DATA EXCERPTS:
============================================================

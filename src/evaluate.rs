//! Tracking error evaluation on the origin endpoint.

use anyhow::{anyhow, Result};
use std::sync::{Arc, Mutex};

use crate::detect::Point;

/// Signed discrepancy between ground truth and a tracker's detection.
#[derive(Clone, Copy, Debug, Default, PartialEq, Eq)]
pub struct ErrorSample {
    pub dx: i32,
    pub dy: i32,
}

impl ErrorSample {
    pub fn magnitude(&self) -> f64 {
        f64::from(self.dx).hypot(f64::from(self.dy))
    }
}

/// `real - calculated`, per axis, saturating at the `i32` range.
pub fn evaluate(real: Point, calculated: Point) -> ErrorSample {
    ErrorSample {
        dx: real.x.saturating_sub(calculated.x),
        dy: real.y.saturating_sub(calculated.y),
    }
}

/// Receives every error sample, synchronously, in arrival order.
pub trait ErrorSink: Send {
    fn report(&mut self, sample: ErrorSample);
}

/// Logs each sample.
#[derive(Debug, Default)]
pub struct LogSink;

impl ErrorSink for LogSink {
    fn report(&mut self, sample: ErrorSample) {
        log::info!("error: x={} y={}", sample.dx, sample.dy);
    }
}

/// Running summary of error samples.
#[derive(Clone, Copy, Debug, Default, PartialEq)]
pub struct ErrorStats {
    pub count: u64,
    pub sum_abs_dx: u64,
    pub sum_abs_dy: u64,
    pub max_magnitude: f64,
    pub last: Option<ErrorSample>,
}

impl ErrorStats {
    pub fn record(&mut self, sample: ErrorSample) {
        self.count += 1;
        self.sum_abs_dx += u64::from(sample.dx.unsigned_abs());
        self.sum_abs_dy += u64::from(sample.dy.unsigned_abs());
        self.max_magnitude = self.max_magnitude.max(sample.magnitude());
        self.last = Some(sample);
    }

    pub fn mean_abs_dx(&self) -> f64 {
        if self.count == 0 {
            return 0.0;
        }
        self.sum_abs_dx as f64 / self.count as f64
    }

    pub fn mean_abs_dy(&self) -> f64 {
        if self.count == 0 {
            return 0.0;
        }
        self.sum_abs_dy as f64 / self.count as f64
    }
}

impl std::fmt::Display for ErrorStats {
    fn fmt(&self, f: &mut std::fmt::Formatter<'_>) -> std::fmt::Result {
        write!(
            f,
            "samples={} mean_abs=({:.2}, {:.2}) max={:.2}",
            self.count,
            self.mean_abs_dx(),
            self.mean_abs_dy(),
            self.max_magnitude
        )
    }
}

/// Logs each sample and keeps a shared running summary.
#[derive(Clone, Debug, Default)]
pub struct StatsSink {
    stats: Arc<Mutex<ErrorStats>>,
}

impl StatsSink {
    pub fn new() -> Self {
        Self::default()
    }

    pub fn stats(&self) -> Result<ErrorStats> {
        self.stats
            .lock()
            .map(|guard| *guard)
            .map_err(|_| anyhow!("error stats lock poisoned"))
    }
}

impl ErrorSink for StatsSink {
    fn report(&mut self, sample: ErrorSample) {
        LogSink.report(sample);
        match self.stats.lock() {
            Ok(mut guard) => guard.record(sample),
            Err(_) => log::error!("error stats lock poisoned; sample not recorded"),
        }
    }
}
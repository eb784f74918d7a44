pub mod contour;
pub mod stub;

pub use contour::ContourBackend;
pub use stub::StubBackend;
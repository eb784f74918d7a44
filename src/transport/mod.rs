//! Peer transport: the media path for frames and the side channel for
//! coordinate text.
//!
//! A `PeerLink` is the established connection. Inbound traffic is not
//! pulled from the link; it is pushed into the session's event channel as
//! `SessionEvent`s by the link itself. A `LinkFactory` produces links during
//! negotiation: the offering side `listen`s and advertises candidates, the
//! answering side `connect`s to a candidate it received.

pub mod codec;
pub mod loopback;
pub mod tcp;

use anyhow::Result;
use std::sync::mpsc::Sender;
use std::sync::Arc;

use crate::coords::TextSink;
use crate::frame::Frame;
use crate::session::SessionEvent;
use crate::signaling::IceCandidate;

pub use codec::Packet;
pub use loopback::LoopbackRendezvous;
pub use tcp::{TcpLink, TcpLinkFactory};

/// Established connection to the remote peer. Side-channel text goes
/// through the `TextSink` supertrait.
pub trait PeerLink: TextSink {
    /// Send one video frame.
    fn send_frame(&self, frame: &Frame) -> Result<()>;

    /// Announce the side channel; the peer observes `ChannelOpened(label)`.
    fn open_channel(&self, label: &str) -> Result<()>;

    /// Tear the link down. Idempotent.
    fn close(&self) -> Result<()>;
}

/// Creates links while a session negotiates.
pub trait LinkFactory: Send {
    /// Offering side: start accepting a peer and return the candidates to
    /// advertise. The accepted link is delivered later as
    /// `SessionEvent::TransportConnected`.
    fn listen(&mut self, events: Sender<SessionEvent>) -> Result<Vec<IceCandidate>>;

    /// Answering side: connect to an advertised candidate.
    fn connect(
        &mut self,
        candidate: &IceCandidate,
        events: Sender<SessionEvent>,
    ) -> Result<Arc<dyn PeerLink>>;
}
//! Session negotiation.
//!
//! Peers exchange session descriptions, transport candidates and a final
//! `bye` through a `Signaling` channel. Messages are JSON objects keyed by
//! `type`:
//!
//! ```text
//! {"type": "offer", "sdp": "..."}
//! {"type": "answer", "sdp": "..."}
//! {"type": "candidate", "candidate": "candidate:...", "id": "0", "label": 0}
//! {"type": "bye"}
//! ```
//!
//! Implementations: an in-process `loopback_pair` and `tcp::TcpSignaling`.

pub mod tcp;

use anyhow::{anyhow, bail, Context, Result};
use rand::RngCore;
use serde::{Deserialize, Serialize};
use std::sync::mpsc::{self, Receiver, Sender};
use std::sync::Mutex;

pub use tcp::TcpSignaling;

/// Offer or answer.
#[derive(Clone, Copy, Debug, PartialEq, Eq)]
pub enum DescriptionKind {
    Offer,
    Answer,
}

/// A session description: what each peer sends and how.
#[derive(Clone, Debug, PartialEq, Eq)]
pub struct SessionDescription {
    pub kind: DescriptionKind,
    pub sdp: String,
}

impl SessionDescription {
    /// Describe a raw RGB video stream plus a text data channel.
    pub fn offer(width: u32, height: u32, fps: u32) -> Self {
        Self {
            kind: DescriptionKind::Offer,
            sdp: build_sdp(width, height, fps, "actpass"),
        }
    }

    /// Accept a remote offer, mirroring its media section.
    pub fn answer_for(offer: &SessionDescription) -> Result<Self> {
        if offer.kind != DescriptionKind::Offer {
            bail!("cannot answer a session description of kind {:?}", offer.kind);
        }
        let format = offer
            .video_format()
            .ok_or_else(|| anyhow!("offer carries no video format"))?;
        Ok(Self {
            kind: DescriptionKind::Answer,
            sdp: build_sdp(format.width, format.height, format.fps, "active"),
        })
    }

    /// Video format announced in the `a=fmtp` line, if any.
    pub fn video_format(&self) -> Option<VideoFormat> {
        let fmtp = self
            .sdp
            .lines()
            .find_map(|line| line.strip_prefix("a=fmtp:96 "))?;
        let mut format = VideoFormat::default();
        for pair in fmtp.split(';') {
            let (key, value) = pair.split_once('=')?;
            let value: u32 = value.trim().parse().ok()?;
            match key.trim() {
                "width" => format.width = value,
                "height" => format.height = value,
                "framerate" => format.fps = value,
                _ => {}
            }
        }
        if format.width == 0 || format.height == 0 {
            return None;
        }
        Some(format)
    }
}

#[derive(Clone, Copy, Debug, Default, PartialEq, Eq)]
pub struct VideoFormat {
    pub width: u32,
    pub height: u32,
    pub fps: u32,
}

fn build_sdp(width: u32, height: u32, fps: u32, setup: &str) -> String {
    let mut rng = rand::thread_rng();
    let session_id = rng.next_u64() >> 1;
    let mut ufrag = [0u8; 4];
    let mut pwd = [0u8; 12];
    rng.fill_bytes(&mut ufrag);
    rng.fill_bytes(&mut pwd);
    format!(
        "v=0\r\n\
         o=- {session_id} 1 IN IP4 0.0.0.0\r\n\
         s=ball-track\r\n\
         t=0 0\r\n\
         m=video 9 RAW/AVP 96\r\n\
         a=rtpmap:96 rgb24/90000\r\n\
         a=fmtp:96 width={width};height={height};framerate={fps}\r\n\
         m=application 9 TEXT coords\r\n\
         a=ice-ufrag:{}\r\n\
         a=ice-pwd:{}\r\n\
         a=setup:{setup}\r\n",
        hex::encode(ufrag),
        hex::encode(pwd),
    )
}

/// A transport candidate the peer may connect to.
#[derive(Clone, Debug, PartialEq, Eq)]
pub struct IceCandidate {
    pub candidate: String,
    pub sdp_mid: Option<String>,
    pub sdp_mline_index: Option<u32>,
}

/// Parsed `candidate:` attribute: transport, address and port.
#[derive(Clone, Debug, PartialEq, Eq)]
pub struct CandidateAddress {
    pub transport: String,
    pub address: String,
    pub port: u16,
}

impl IceCandidate {
    /// `candidate:<foundation> <component> <transport> <priority> <address> <port> typ host`
    pub fn host(transport: &str, address: &str, port: u16) -> Self {
        Self {
            candidate: format!(
                "candidate:1 1 {} 2130706431 {} {} typ host",
                transport, address, port
            ),
            sdp_mid: Some("0".to_string()),
            sdp_mline_index: Some(0),
        }
    }

    pub fn address(&self) -> Result<CandidateAddress> {
        let body = self
            .candidate
            .strip_prefix("candidate:")
            .unwrap_or(&self.candidate);
        let fields: Vec<&str> = body.split_whitespace().collect();
        if fields.len() < 6 {
            bail!("malformed candidate '{}'", self.candidate);
        }
        let port = fields[5]
            .parse()
            .with_context(|| format!("malformed candidate port in '{}'", self.candidate))?;
        Ok(CandidateAddress {
            transport: fields[2].to_ascii_lowercase(),
            address: fields[4].to_string(),
            port,
        })
    }
}

/// Everything that travels over the signaling channel.
#[derive(Clone, Debug, PartialEq, Eq)]
pub enum SignalMessage {
    Description(SessionDescription),
    Candidate(IceCandidate),
    Bye,
}

#[derive(Serialize, Deserialize)]
#[serde(tag = "type", rename_all = "lowercase")]
enum WireMessage {
    Offer {
        sdp: String,
    },
    Answer {
        sdp: String,
    },
    Candidate {
        candidate: String,
        #[serde(default, skip_serializing_if = "Option::is_none")]
        id: Option<String>,
        #[serde(default, skip_serializing_if = "Option::is_none")]
        label: Option<u32>,
    },
    Bye,
}

impl SignalMessage {
    pub fn to_json(&self) -> Result<String> {
        let wire = match self.clone() {
            SignalMessage::Description(desc) => match desc.kind {
                DescriptionKind::Offer => WireMessage::Offer { sdp: desc.sdp },
                DescriptionKind::Answer => WireMessage::Answer { sdp: desc.sdp },
            },
            SignalMessage::Candidate(cand) => WireMessage::Candidate {
                candidate: cand.candidate,
                id: cand.sdp_mid,
                label: cand.sdp_mline_index,
            },
            SignalMessage::Bye => WireMessage::Bye,
        };
        Ok(serde_json::to_string(&wire)?)
    }

    pub fn from_json(text: &str) -> Result<Self> {
        let wire: WireMessage =
            serde_json::from_str(text).map_err(|e| anyhow!("invalid signaling message: {}", e))?;
        Ok(match wire {
            WireMessage::Offer { sdp } => SignalMessage::Description(SessionDescription {
                kind: DescriptionKind::Offer,
                sdp,
            }),
            WireMessage::Answer { sdp } => SignalMessage::Description(SessionDescription {
                kind: DescriptionKind::Answer,
                sdp,
            }),
            WireMessage::Candidate {
                candidate,
                id,
                label,
            } => SignalMessage::Candidate(IceCandidate {
                candidate,
                sdp_mid: id,
                sdp_mline_index: label,
            }),
            WireMessage::Bye => SignalMessage::Bye,
        })
    }
}

/// Negotiation channel between the two peers.
///
/// Methods take `&self` so one thread can block in `receive` while another
/// sends; implementations synchronise internally. `close` must unblock a
/// pending `receive`, which then returns an error.
pub trait Signaling: Send + Sync {
    fn connect(&self) -> Result<()>;
    fn send(&self, message: &SignalMessage) -> Result<()>;
    fn receive(&self) -> Result<SignalMessage>;
    fn close(&self) -> Result<()>;
}

// ----------------------------------------------------------------------------
// Loopback signaling (in-process)
// ----------------------------------------------------------------------------

enum LoopbackItem {
    Message(SignalMessage),
    Closed,
}

/// One end of an in-process signaling pair.
pub struct LoopbackSignaling {
    peer: Mutex<Option<Sender<LoopbackItem>>>,
    own: Sender<LoopbackItem>,
    inbox: Mutex<Receiver<LoopbackItem>>,
}

/// Two connected in-process signaling ends.
pub fn loopback_pair() -> (LoopbackSignaling, LoopbackSignaling) {
    let (a_tx, a_rx) = mpsc::channel();
    let (b_tx, b_rx) = mpsc::channel();
    let a = LoopbackSignaling {
        peer: Mutex::new(Some(b_tx.clone())),
        own: a_tx.clone(),
        inbox: Mutex::new(a_rx),
    };
    let b = LoopbackSignaling {
        peer: Mutex::new(Some(a_tx)),
        own: b_tx,
        inbox: Mutex::new(b_rx),
    };
    (a, b)
}

impl Signaling for LoopbackSignaling {
    fn connect(&self) -> Result<()> {
        Ok(())
    }

    fn send(&self, message: &SignalMessage) -> Result<()> {
        let guard = self
            .peer
            .lock()
            .map_err(|_| anyhow!("signaling lock poisoned"))?;
        let peer = guard
            .as_ref()
            .ok_or_else(|| anyhow!("signaling channel closed"))?;
        peer.send(LoopbackItem::Message(message.clone()))
            .map_err(|_| anyhow!("signaling peer is gone"))
    }

    fn receive(&self) -> Result<SignalMessage> {
        let inbox = self
            .inbox
            .lock()
            .map_err(|_| anyhow!("signaling lock poisoned"))?;
        match inbox.recv() {
            Ok(LoopbackItem::Message(message)) => Ok(message),
            Ok(LoopbackItem::Closed) | Err(_) => bail!("signaling channel closed"),
        }
    }

    fn close(&self) -> Result<()> {
        let mut guard = self
            .peer
            .lock()
            .map_err(|_| anyhow!("signaling lock poisoned"))?;
        guard.take();
        // Wake a blocked receive(); fails only if the inbox is already gone.
        let _ = self.own.send(LoopbackItem::Closed);
        Ok(())
    }
}

#[cfg(test)]
mod tests {
    use super::*;

    #[test]
    fn json_shapes() {
        let bye = SignalMessage::Bye.to_json().unwrap();
        assert_eq!(bye, r#"{"type":"bye"}"#);

        let offer = SignalMessage::Description(SessionDescription {
            kind: DescriptionKind::Offer,
            sdp: "v=0".into(),
        });
        assert_eq!(offer.to_json().unwrap(), r#"{"type":"offer","sdp":"v=0"}"#);

        let cand = SignalMessage::Candidate(IceCandidate::host("tcp", "127.0.0.1", 4000));
        let json: serde_json::Value = serde_json::from_str(&cand.to_json().unwrap()).unwrap();
        assert_eq!(json["type"], "candidate");
        assert_eq!(json["id"], "0");
        assert_eq!(json["label"], 0);
        assert_eq!(SignalMessage::from_json(&cand.to_json().unwrap()).unwrap(), cand);
    }

    #[test]
    fn rejects_unknown_message_types() {
        assert!(SignalMessage::from_json(r#"{"type":"hello"}"#).is_err());
        assert!(SignalMessage::from_json("not json").is_err());
    }

    #[test]
    fn answer_mirrors_offer_format() {
        let offer = SessionDescription::offer(640, 480, 30);
        assert_eq!(
            offer.video_format(),
            Some(VideoFormat {
                width: 640,
                height: 480,
                fps: 30
            })
        );
        let answer = SessionDescription::answer_for(&offer).unwrap();
        assert_eq!(answer.kind, DescriptionKind::Answer);
        assert_eq!(answer.video_format(), offer.video_format());
        assert!(answer.sdp.contains("a=setup:active"));
        assert!(SessionDescription::answer_for(&answer).is_err());
    }

    #[test]
    fn candidate_address_parses() {
        let cand = IceCandidate::host("tcp", "10.0.0.2", 5555);
        assert_eq!(
            cand.address().unwrap(),
            CandidateAddress {
                transport: "tcp".into(),
                address: "10.0.0.2".into(),
                port: 5555,
            }
        );
        let bad = IceCandidate {
            candidate: "candidate:1 1 tcp".into(),
            sdp_mid: None,
            sdp_mline_index: None,
        };
        assert!(bad.address().is_err());
    }

    #[test]
    fn loopback_delivers_in_order_and_close_unblocks() {
        let (a, b) = loopback_pair();
        a.send(&SignalMessage::Description(SessionDescription::offer(8, 8, 30)))
            .unwrap();
        a.send(&SignalMessage::Bye).unwrap();
        assert!(matches!(b.receive().unwrap(), SignalMessage::Description(_)));
        assert_eq!(b.receive().unwrap(), SignalMessage::Bye);

        let b = std::sync::Arc::new(b);
        let reader = b.clone();
        let handle = std::thread::spawn(move || reader.receive());
        std::thread::sleep(std::time::Duration::from_millis(20));
        b.close().unwrap();
        assert!(handle.join().unwrap().is_err());
        assert!(b.send(&SignalMessage::Bye).is_err());
    }
}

============================================================

WHAT YOU WILL DO:
Your task is to quote, without any alteration, the lines running from the top of the records to the line that holds "pub trait ErrorSink: Send", both included.

TASK OUTPUT:
filename src/evaluate.rs
//! Tracking error evaluation on the origin endpoint.

use anyhow::{anyhow, Result};
use std::sync::{Arc, Mutex};

use crate::detect::Point;

/// Signed discrepancy between ground truth and a tracker's detection.
#[derive(Clone, Copy, Debug, Default, PartialEq, Eq)]
pub struct ErrorSample {
    pub dx: i32,
    pub dy: i32,
}

impl ErrorSample {
    pub fn magnitude(&self) -> f64 {
        f64::from(self.dx).hypot(f64::from(self.dy))
    }
}

/// `real - calculated`, per axis, saturating at the `i32` range.
pub fn evaluate(real: Point, calculated: Point) -> ErrorSample {
    ErrorSample {
        dx: real.x.saturating_sub(calculated.x),
        dy: real.y.saturating_sub(calculated.y),
    }
}

/// Receives every error sample, synchronously, in arrival order.
pub trait ErrorSink: Send {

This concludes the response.